Many Scriptures support the separation of church and state,1 and men of conscience like Roger Williams have seen the evil that results when they are not separate. There are profound spiritual reasons why the state must not tell the church how to conduct her affairs in any way. For the church to allow the state to rule over her in spiritual matters is nothing less than changing gods.2 It would be an irreparable breach of loyalty between the church and her Savior. Williams articulated the limits of civil authority as follows:
Magistrates [officials of the civil government] have no power of setting up the form of Church Government, electing Church officers, punishing with Church censures, but to see that the Church does her duty herein.3
Nor was the Church to get involved in the civil government, or meddle with the hearts of the people to turn them away from their rulers:
And on the other side, the Churches as Churches, (though as members of the Commonwealth they may have power4) have no power of erecting or altering forms of civil government, electing of civil officers, inflicting Civil punishments (no not [even] on persons excommunicated) as by deposing Magistrates from their Civil Authority, or withdrawing the hearts of the people against them, to their laws, no more than to discharge wives, or children, or servants, from due obedience to their husbands, parents, or masters; or by taking up arms against their Magistrates, though he persecute them for conscience.5
The whole concept of wedding the church and the state, or even of the church functioning as the conscience of the state, was utterly repugnant to Williams. Doing so has invariably led to the church imposing its dogma on others, in the righteous certainty that it could force "the truth" on the unenlightened. But Williams understood more than this, he understood the fatal consequences to the church of her meddling with the affairs of the world:
When they (the Church) have opened a gap in the hedge or wall of separation between the garden of the church and the wilderness of the world, God hath ever broke down the wall itself, removed the Candlestick, etc., and made His Garden a wilderness as it is this day.

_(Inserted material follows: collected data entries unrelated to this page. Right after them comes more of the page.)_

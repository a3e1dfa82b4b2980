use anyhow::Context;
use api_checks::api_client::ApiClient;
use api_checks::configuration::get_configuration;
use api_checks::runner::{RunSummary, SuiteSelection, render_html_report, run_suites};
use api_checks::telemetry::{get_subscriber, init_subscriber};
use clap::Parser;
use std::io::{self, BufRead, Write};
use std::path::PathBuf;
use std::process::ExitCode;

/// Run the login and category checks against a live API.
#[derive(Parser, Debug)]
#[command(version, about)]
struct Args {
    /// Suite to run. Prompts for one when omitted.
    #[arg(long, value_enum)]
    suite: Option<SuiteSelection>,

    /// Where to write the HTML report.
    #[arg(long, default_value = "report.html")]
    html_report: PathBuf,

    /// Skip writing the HTML report.
    #[arg(long)]
    no_report: bool,
}

fn prompt_for_selection() -> anyhow::Result<Option<SuiteSelection>> {
    let mut stdout = io::stdout().lock();
    writeln!(stdout, "Select which tests to run:")?;
    writeln!(stdout, "1. Login tests only")?;
    writeln!(stdout, "2. Category tests only")?;
    writeln!(stdout, "3. All tests")?;
    write!(stdout, "Enter your choice (1/2/3): ")?;
    stdout.flush()?;

    let mut choice = String::new();
    io::stdin().lock().read_line(&mut choice)?;
    Ok(SuiteSelection::from_choice(&choice))
}

fn print_summary(summary: &RunSummary) {
    for outcome in &summary.outcomes {
        let result = if outcome.passed() { "PASSED" } else { "FAILED" };
        println!("{}::{} {}", outcome.suite, outcome.name, result);
    }
    println!(
        "\n{} checks, {} passed, {} failed",
        summary.outcomes.len(),
        summary.passed(),
        summary.failed()
    );
}

#[tokio::main]
async fn main() -> anyhow::Result<ExitCode> {
    let args = Args::parse();

    let subscriber = get_subscriber("api_checks".into(), "info".into(), std::io::stderr);
    init_subscriber(subscriber);

    let settings = match get_configuration() {
        Ok(settings) => settings,
        Err(e) => {
            eprintln!("{:?}", e);
            return Ok(ExitCode::from(2));
        }
    };
    let base_url = settings.base_url.clone();
    let client = ApiClient::new(settings).context("Failed to build the HTTP client.")?;

    let selection = match args.suite {
        Some(selection) => selection,
        None => match prompt_for_selection()? {
            Some(selection) => selection,
            None => {
                println!("Invalid choice");
                return Ok(ExitCode::FAILURE);
            }
        },
    };

    let summary = run_suites(&client, selection).await;
    print_summary(&summary);

    if !args.no_report {
        let report = render_html_report(&summary, &base_url);
        std::fs::write(&args.html_report, report).with_context(|| {
            format!("Failed to write the report to {}", args.html_report.display())
        })?;
        println!("Report written to {}", args.html_report.display());
    }

    Ok(ExitCode::from(summary.exit_code()))
}
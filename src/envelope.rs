//! Decoders for the inconsistent response envelopes of the upstream service.
//!
//! A resource may come back flat (`{"id": ..}`), wrapped (`{"data": {"id": ..}}`)
//! or wrapped in a list (`{"data": [{"id": ..}]}`). Each shape is a separate
//! decoder; decoders are tried in a fixed order and the first hit wins.

use crate::domain::ResourceId;
use serde_json::{Map, Value};

/// Keys that may hold a resource id, in order of precedence.
pub const ID_KEYS: [&str; 3] = ["id", "_id", "category_id"];

#[derive(Debug, Clone, Copy, PartialEq, Eq)]
pub enum IdEnvelope {
    /// `{"id": ..}`
    Flat,
    /// `{"data": {"id": ..}}`
    DataObject,
    /// `{"data": [{"id": ..}, ..]}`
    DataList,
}

impl IdEnvelope {
    pub const PRECEDENCE: [IdEnvelope; 3] =
        [IdEnvelope::Flat, IdEnvelope::DataObject, IdEnvelope::DataList];

    fn object<'a>(&self, body: &'a Map<String, Value>) -> Option<&'a Map<String, Value>> {
        match self {
            IdEnvelope::Flat => Some(body),
            IdEnvelope::DataObject => body.get("data")?.as_object(),
            IdEnvelope::DataList => body.get("data")?.as_array()?.first()?.as_object(),
        }
    }

    pub fn decode(&self, body: &Map<String, Value>) -> Option<ResourceId> {
        let object = self.object(body)?;
        ID_KEYS
            .iter()
            .find_map(|key| object.get(*key).and_then(ResourceId::from_json))
    }
}

/// Find the id of the resource a response describes.
pub fn extract_id(body: &Value) -> Option<ResourceId> {
    let body = body.as_object()?;
    IdEnvelope::PRECEDENCE
        .iter()
        .find_map(|envelope| envelope.decode(body))
}

#[derive(Debug, Clone, Copy, PartialEq, Eq)]
pub enum TokenEnvelope {
    /// `{"token": ..}`
    Token,
    /// `{"access_token": ..}`
    AccessToken,
    /// `{"data": {"token": {"access": ..}}}`
    DataTokenAccess,
}

impl TokenEnvelope {
    pub const PRECEDENCE: [TokenEnvelope; 3] = [
        TokenEnvelope::Token,
        TokenEnvelope::AccessToken,
        TokenEnvelope::DataTokenAccess,
    ];

    pub fn decode<'a>(&self, body: &'a Value) -> Option<&'a str> {
        let candidate = match self {
            TokenEnvelope::Token => body.get("token"),
            TokenEnvelope::AccessToken => body.get("access_token"),
            TokenEnvelope::DataTokenAccess => body.get("data")?.get("token")?.get("access"),
        };
        candidate?.as_str().filter(|token| !token.is_empty())
    }
}

/// Find a bearer token in a login response.
pub fn extract_token(body: &Value) -> Option<&str> {
    if !body.is_object() {
        return None;
    }
    TokenEnvelope::PRECEDENCE
        .iter()
        .find_map(|envelope| envelope.decode(body))
}

/// The entries of a list response: `data.categories`, or `data` when it is a list.
pub fn extract_collection(body: &Value) -> Option<Vec<&Value>> {
    match body.get("data")? {
        Value::Object(data) => Some(data.get("categories")?.as_array()?.iter().collect()),
        Value::Array(entries) => Some(entries.iter().collect()),
        _ => None,
    }
}

/// The resource object itself: `data` when it is a mapping, the top level otherwise.
pub fn extract_resource(body: &Value) -> Option<&Map<String, Value>> {
    let body = body.as_object()?;
    match body.get("data") {
        Some(Value::Object(data)) => Some(data),
        _ => Some(body),
    }
}

/// Whether a list response contains an entry with the given id.
pub fn collection_contains(body: &Value, id: &ResourceId) -> bool {
    extract_collection(body).is_some_and(|entries| {
        entries
            .iter()
            .filter_map(|entry| entry.as_object())
            .any(|entry| ID_KEYS.iter().any(|key| entry.get(*key).is_some_and(|v| id.matches(v))))
    })
}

And that therefore if He will ever please to restore His garden and Paradise again, it must of necesity be walled in peculiarly unto Himself from the world, and all that be saved out of the world are to be transplanted out of the wilderness of the World.6
The church was never intended to interfere with the lesser concerns of worldly government, but instead be consumed with the higher concerns of God’s Kingdom. This life of love was to be a light in which men could walk if they chose to.7 History bears out this wisdom — a history written in the blood shed by those who were convinced their doctrines were right, but who undermined and compromised the God-given functioning of civil government.8 This history is still being written today in the same ink. It was with the fervent desire to close this awful chapter of human history that the framers of the Declaration of Independence and the Constitution of the United States sought to erect the wall of separation of church and state.